Lee had suffered a stroke in 2007 and while she was already in declining health, the stroke further added to that and she claims Pinkus leaped at that opportunity. The suit read, in part, “Pinkus knew that Harper Lee was an elderly woman with physical infirmities that made it difficult for her to read and see” and he deliberately sought to take advantage of her,” and what Lee signed gave Pinkus control over “Mockingbird’s copyright and royalties. She says she has no recollection of signing anything.
Harper Lee a Victim of Elder Abuse?
Now, with news of Watchman being released (she wrote it even before Mockingbird), her lawyer is in the crosshairs and many are concerned she’s once again being targeted. Tonja Carter is the attorney representing her and the details are disturbing at best.

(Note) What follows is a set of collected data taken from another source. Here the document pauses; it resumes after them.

//! Human-readable views over a world. Nothing here mutates simulation state.

use std::fmt;

use crate::{
    cultivator::Cultivator,
    stats::{self, TierCensus},
    tier::{Tier, BASE_LIFESPAN, TIER_TABLE},
    world::World,
};

#[derive(Debug, Clone, PartialEq)]
pub struct TierProfile {
    pub tier: Tier,
    pub count: usize,
    pub mean_courage: f64,
    pub mean_battles: f64,
    pub mean_remaining_lifespan: f64,
}

/// Per-tier averages over alive cultivators; empty tiers are omitted.
pub fn tier_profiles(cultivators: &[Cultivator]) -> Vec<TierProfile> {
    Tier::ALL
        .iter()
        .filter_map(|tier| {
            let members: Vec<&Cultivator> = cultivators
                .iter()
                .filter(|c| c.alive && c.tier == *tier)
                .collect();
            if members.is_empty() {
                return None;
            }
            let count = members.len();
            let mean = |value: fn(&Cultivator) -> f64| {
                members.iter().map(|c| value(*c)).sum::<f64>() / count as f64
            };
            Some(TierProfile {
                tier: *tier,
                count,
                mean_courage: mean(|c| c.courage),
                mean_battles: mean(|c| c.battles as f64),
                mean_remaining_lifespan: mean(|c| c.remaining_lifespan() as f64),
            })
        })
        .collect()
}

pub struct StatusReport<'a> {
    year: u64,
    cultivators: &'a [Cultivator],
}

impl<'a> StatusReport<'a> {
    pub fn new(world: &'a World) -> Self {
        Self {
            year: world.year(),
            cultivators: world.cultivators(),
        }
    }
}

impl fmt::Display for StatusReport<'_> {
    fn fmt(&self, f: &mut fmt::Formatter<'_>) -> fmt::Result {
        let census = TierCensus::from_alive(self.cultivators);
        writeln!(f, "=== Year {} ===", self.year)?;
        writeln!(f, "Alive cultivators: {}", census.total())?;
        for (tier, count) in census.iter().filter(|(_, count)| *count > 0) {
            writeln!(f, "  {tier}: {count}")?;
        }

        let profiles = tier_profiles(self.cultivators);
        if !profiles.is_empty() {
            writeln!(f, "--- Tier profiles ---")?;
        }
        for profile in &profiles {
            writeln!(
                f,
                "{} ({}): mean courage {:.3}, mean battles {:.1}, mean remaining lifespan {:.1} years",
                profile.tier,
                profile.count,
                profile.mean_courage,
                profile.mean_battles,
                profile.mean_remaining_lifespan
            )?;
        }

        let Some(strongest) = stats::strongest(self.cultivators) else {
            return writeln!(f, "No cultivators remain.");
        };
        writeln!(f, "--- Strongest cultivator ---")?;
        writeln!(f, "{}: {}", strongest.id, strongest.tier)?;
        writeln!(f, "Power: {}", strongest.power)?;
        if strongest.birth_year > 0 {
            writeln!(f, "Born: year {}", strongest.birth_year)?;
        } else {
            writeln!(f, "Born: before the simulation began")?;
        }
        writeln!(f, "Defeats: {}", strongest.defeats)?;
        writeln!(f, "Courage: {:.3}", strongest.courage)?;
        writeln!(
            f,
            "Age: {}, remaining lifespan: {} years",
            strongest.age,
            strongest.remaining_lifespan()
        )?;

        if let Some(slayer) = stats::top_slayer(self.cultivators) {
            if slayer.defeats > 0 && slayer.id != strongest.id {
                writeln!(f, "--- Top slayer ---")?;
                writeln!(f, "{}: {}", slayer.id, slayer.tier)?;
                writeln!(f, "Defeats: {}", slayer.defeats)?;
                writeln!(f, "Courage: {:.3}", slayer.courage)?;
            }
        }
        Ok(())
    }
}

/// What would happen if `first` and `second` met.
pub struct DuelPreview<'a> {
    first: &'a Cultivator,
    second: &'a Cultivator,
    absorption_rate: f64,
}

impl<'a> DuelPreview<'a> {
    pub fn new(first: &'a Cultivator, second: &'a Cultivator, absorption_rate: f64) -> Self {
        Self {
            first,
            second,
            absorption_rate,
        }
    }

    pub fn combat_occurs(&self) -> bool {
        self.first.decides_to_fight(self.second) || self.second.decides_to_fight(self.first)
    }
}

impl fmt::Display for DuelPreview<'_> {
    fn fmt(&self, f: &mut fmt::Formatter<'_>) -> fmt::Result {
        for (me, them) in [(self.first, self.second), (self.second, self.first)] {
            writeln!(
                f,
                "{}: power {}, courage {:.2}, defeats {}",
                me.id, me.power, me.courage, me.defeats
            )?;
            let win = me.win_probability(them);
            writeln!(
                f,
                "  win rate {:.2}, defeat rate {:.2}, fights: {}",
                win,
                1.0 - win,
                me.decides_to_fight(them)
            )?;
        }
        if self.combat_occurs() {
            writeln!(
                f,
                "Combat occurs; the victor absorbs {:.1}% of the loser's power.",
                self.absorption_rate * 100.0
            )
        } else {
            writeln!(f, "Both sides back down; nothing happens.")
        }
    }
}

/// The promotion requirements table.
pub struct TierRequirements;

impl fmt::Display for TierRequirements {
    fn fmt(&self, f: &mut fmt::Formatter<'_>) -> fmt::Result {
        writeln!(f, "Base lifespan: {BASE_LIFESPAN} years")?;
        for spec in &TIER_TABLE {
            writeln!(
                f,
                "{}: {} power, +{} years on promotion",
                spec.name, spec.threshold, spec.lifespan_bonus
            )?;
        }
        Ok(())
    }
}

#[cfg(test)]
mod tests {
    use super::*;
    use crate::cultivator::CultivatorId;

    fn foundation(world: &mut World, power: u64, courage: f64, defeats: u32) {
        world.admit(|id| {
            let mut c = Cultivator::new(id, 20, courage).with_standing(Tier::Foundation, power);
            c.defeats = defeats;
            c
        });
    }

    #[test]
    fn profiles_average_alive_members_only() {
        let mut world = World::new();
        foundation(&mut world, 10, 0.2, 0);
        foundation(&mut world, 10, 0.6, 0);
        world.cultivators[1].battles = 4;
        foundation(&mut world, 10, 1.0, 0);
        world.cultivators[2].alive = false;

        let profiles = tier_profiles(world.cultivators());
        assert_eq!(profiles.len(), 1);
        let profile = &profiles[0];
        assert_eq!(profile.count, 2);
        assert!((profile.mean_courage - 0.4).abs() < 1e-9);
        assert!((profile.mean_battles - 2.0).abs() < 1e-9);
        assert!((profile.mean_remaining_lifespan - 80.0).abs() < 1e-9);
    }

    #[test]
    fn report_names_strongest_and_distinct_slayer() {
        let mut world = World::new();
        foundation(&mut world, 500, 0.4, 1);
        foundation(&mut world, 90, 0.9, 3);
        let text = StatusReport::new(&world).to_string();
        assert!(text.contains("Alive cultivators: 2"));
        assert!(text.contains("Foundation: 2"));
        assert!(text.contains("--- Strongest cultivator ---\n#1: Foundation"));
        assert!(text.contains("--- Top slayer ---\n#2: Foundation"));
    }

    #[test]
    fn report_handles_empty_world() {
        let world = World::new();
        let text = StatusReport::new(&world).to_string();
        assert!(text.contains("Alive cultivators: 0"));
        assert!(text.contains("No cultivators remain."));
    }

    #[test]
    fn preview_matches_courage_rules() {
        let bold =
            Cultivator::new(CultivatorId::new(1), 20, 0.8).with_standing(Tier::Foundation, 50);
        let timid =
            Cultivator::new(CultivatorId::new(2), 20, 0.3).with_standing(Tier::Foundation, 60);
        let preview = DuelPreview::new(&bold, &timid, 0.1);
        assert!(preview.combat_occurs());
        let text = preview.to_string();
        assert!(text.contains("win rate 0.45, defeat rate 0.55, fights: true"));
        assert!(text.contains("win rate 0.55, defeat rate 0.45, fights: false"));
        assert!(text.contains("absorbs 10.0%"));
    }

    #[test]
    fn requirements_list_every_tier() {
        let text = TierRequirements.to_string();
        assert_eq!(text.lines().count(), 1 + TIER_TABLE.len());
        assert!(text.contains("Mahayana: 100000000 power, +80000000 years on promotion"));
    }
}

First, we’ve not heard anything at all from Lee, but rather, we’ve seen the pressers that Carter put together for release. She insists her client is a ‘strong, independent woman’ who is upset about reports of being duped and having to defend decision-making regarding the release of Watchman.
There does exist a troubling resemblance to financial elder abuse. According to Elder Justice Coalition, there are more than a few unanswered questions. There has been no direct communication from Lee. One spokesperson said, “Everything seems to be going through the publisher or through the lawyer. They’re putting words that are attributed to her over something that’s very important, obviously, to her from an intellectual property perspective, which strikes people as a little odd, especially having come out of nowhere after so many years and coming after the person who had been her primary advisor passed on.”
The Lawyer Speaks
Carter says Lee should be “enjoying the discovery of her long lost novel”. Lee knew where the novel was all these years: safely tucked away in a lock box that no one even knew about except Lee and her sister, who recently died. The only person who “discovered” anything was Carter.

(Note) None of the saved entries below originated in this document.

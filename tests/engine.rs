use cultivation_sim::{
    cultivator::Cultivator,
    engine::{Engine, EngineBuilder, EngineSettings},
    rng::ScriptedRng,
    tier::Tier,
    world::World,
};

fn settings(seed: u64, absorption_rate: f64, spawn_per_year: u32) -> EngineSettings {
    EngineSettings {
        seed,
        absorption_rate,
        spawn_per_year,
    }
}

fn seeded_run(seed: u64, years: u64) -> World {
    let mut world = World::new();
    let mut engine: Engine = EngineBuilder::new(settings(seed, 0.3, 40)).build();
    engine.populate(&mut world, 60);
    engine.run(&mut world, years);
    world
}

#[test]
fn engine_runs_hook_each_year() {
    let mut world = World::new();
    let mut engine = EngineBuilder::new(settings(3, 0.1, 5)).build();
    engine.populate(&mut world, 5);

    let mut years = Vec::new();
    engine.run_with_hook(&mut world, 6, |world| years.push(world.year()));

    assert_eq!(years, vec![1, 2, 3, 4, 5, 6]);
    assert_eq!(world.history().len(), 6);
    assert_eq!(world.cultivators().len(), 5 + 6 * 5);
}

#[test]
fn identical_seeds_replay_identical_histories() {
    let a = seeded_run(99, 80);
    let b = seeded_run(99, 80);
    assert_eq!(a.history(), b.history());
    assert_eq!(a.cultivators(), b.cultivators());
}

#[test]
fn different_seeds_diverge() {
    let a = seeded_run(1, 40);
    let b = seeded_run(2, 40);
    assert_ne!(a.cultivators(), b.cultivators());
}

#[test]
fn zero_spawn_year_still_records_statistics() {
    let mut world = World::new();
    let mut engine = EngineBuilder::new(settings(5, 0.1, 0)).build();
    engine.populate(&mut world, 3);
    let before = world.cultivators().len();

    let year = engine.tick(&mut world);

    assert_eq!(year, 1);
    assert_eq!(world.cultivators().len(), before);
    assert_eq!(world.history().len(), 1);
    assert_eq!(world.latest().map(|s| s.year), Some(1));
}

#[test]
fn empty_world_records_explicit_empty_years() {
    let mut world = World::new();
    let mut engine = EngineBuilder::new(settings(5, 0.1, 0)).build();
    engine.run(&mut world, 3);

    assert_eq!(world.history().len(), 3);
    for (index, stats) in world.history().iter().enumerate() {
        assert_eq!(stats.year, index as u64 + 1);
        assert_eq!(stats.alive, 0);
        assert_eq!(stats.battles, 0);
        assert_eq!(stats.top_slayer, None);
        assert_eq!(stats.census.total(), 0);
    }
}

#[test]
fn lone_cultivator_never_fights() {
    let mut world = World::new();
    world.admit(|id| Cultivator::new(id, 20, 1.0).with_standing(Tier::Foundation, 10));
    // Every draw would trigger an encounter and a win if one were possible.
    let mut engine =
        EngineBuilder::new(settings(0, 1.0, 0)).build_with_rng(ScriptedRng::new(vec![0.0]));
    engine.run(&mut world, 50);

    let loner = &world.cultivators()[0];
    assert_eq!(loner.battles, 0);
    assert_eq!(loner.defeats, 0);
    assert!(world.history().iter().all(|s| s.battles == 0));
    assert_eq!(loner.age, 70);
    assert_eq!(loner.power, 60);
}

#[test]
fn cultivators_obey_lifecycle_invariants_every_year() {
    let mut world = World::new();
    let mut engine = EngineBuilder::new(settings(2024, 0.5, 30)).build();
    engine.populate(&mut world, 60);

    let mut previous = world.roster();
    engine.run_with_hook(&mut world, 120, |world| {
        let current = world.cultivators();
        assert_eq!(current.len(), previous.len() + 30);
        for (before, after) in previous.iter().zip(current) {
            assert_eq!(before.id, after.id);
            if !before.alive {
                assert_eq!(before, after, "dead cultivators stay frozen");
                continue;
            }
            assert_eq!(after.age, before.age + 1);
            assert!(after.tier >= before.tier);
            assert!(after.power >= before.power);
            assert!(after.lifespan_cap >= before.lifespan_cap);
            assert!(after.power >= after.tier.threshold() || after.tier == before.tier);
        }

        let stats = world.latest().expect("one record per year");
        assert_eq!(stats.year, world.year());
        assert_eq!(stats.alive, world.alive_count());
        assert!(stats.deaths <= stats.battles);
        previous = world.roster();
    });
    assert_eq!(world.history().len(), 120);
}

#[test]
fn battles_and_deaths_are_counted() {
    let world = seeded_run(7, 60);
    let battles: u64 = world.history().iter().map(|s| s.battles).sum();
    let deaths: u64 = world.history().iter().map(|s| s.deaths).sum();
    let defeats: u64 = world.cultivators().iter().map(|c| c.defeats as u64).sum();
    assert!(battles > 0, "a crowded Foundation tier should see fighting");
    assert_eq!(battles, deaths);
    assert_eq!(defeats, deaths);
}

#[test]
fn deaths_from_old_age_are_not_counted_as_duel_deaths() {
    let mut world = World::new();
    world.admit(|id| Cultivator::new(id, 99, 0.5).with_standing(Tier::Foundation, 10));
    let mut engine = EngineBuilder::new(settings(1, 0.1, 0)).build();
    engine.tick(&mut world);

    assert!(!world.cultivators()[0].alive);
    let stats = world.latest().expect("one record per year");
    assert_eq!(stats.alive, 0);
    assert_eq!(stats.deaths, 0);
    assert_eq!(stats.battles, 0);
}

Lee is quoted as having said, “I hadn’t realized it had survived, so was surprised and delighted when my dear friend and lawyer Tonja Carter discovered it. After much thought and hesitation I shared it with a handful of people I trust and was pleased to hear that they considered it worthy of publication. I am humbled and amazed that this will now be published after all these years.”
Lee is and always has been adamant about her introvert lifestyle. She has never had many friends –by choice as she’s simply a private person (and always has been). She’s always been cautious about who she allows into her circle and frankly, it’s just not like her to use words such as “delighted” or “pleased” or “worthy”. That sounds simplistic, but again, even if you’ve never met her, it doesn’t take much to find her interviews, few as they were. She has always known where it was stored. Lee has never been one to share her works with anyone, even if she wondered about its worthiness for publication. In fact, her publishers begged her to release it when it was written 55 years ago.
As this continues to unfold, Lee remains in her Alabama assisted living facility; she’s both deaf and blind. The real tragedy would be to discover this book is being published with her having no knowledge of it at all; and until we hear it from her, it looks as though that’s exactly what’s happening.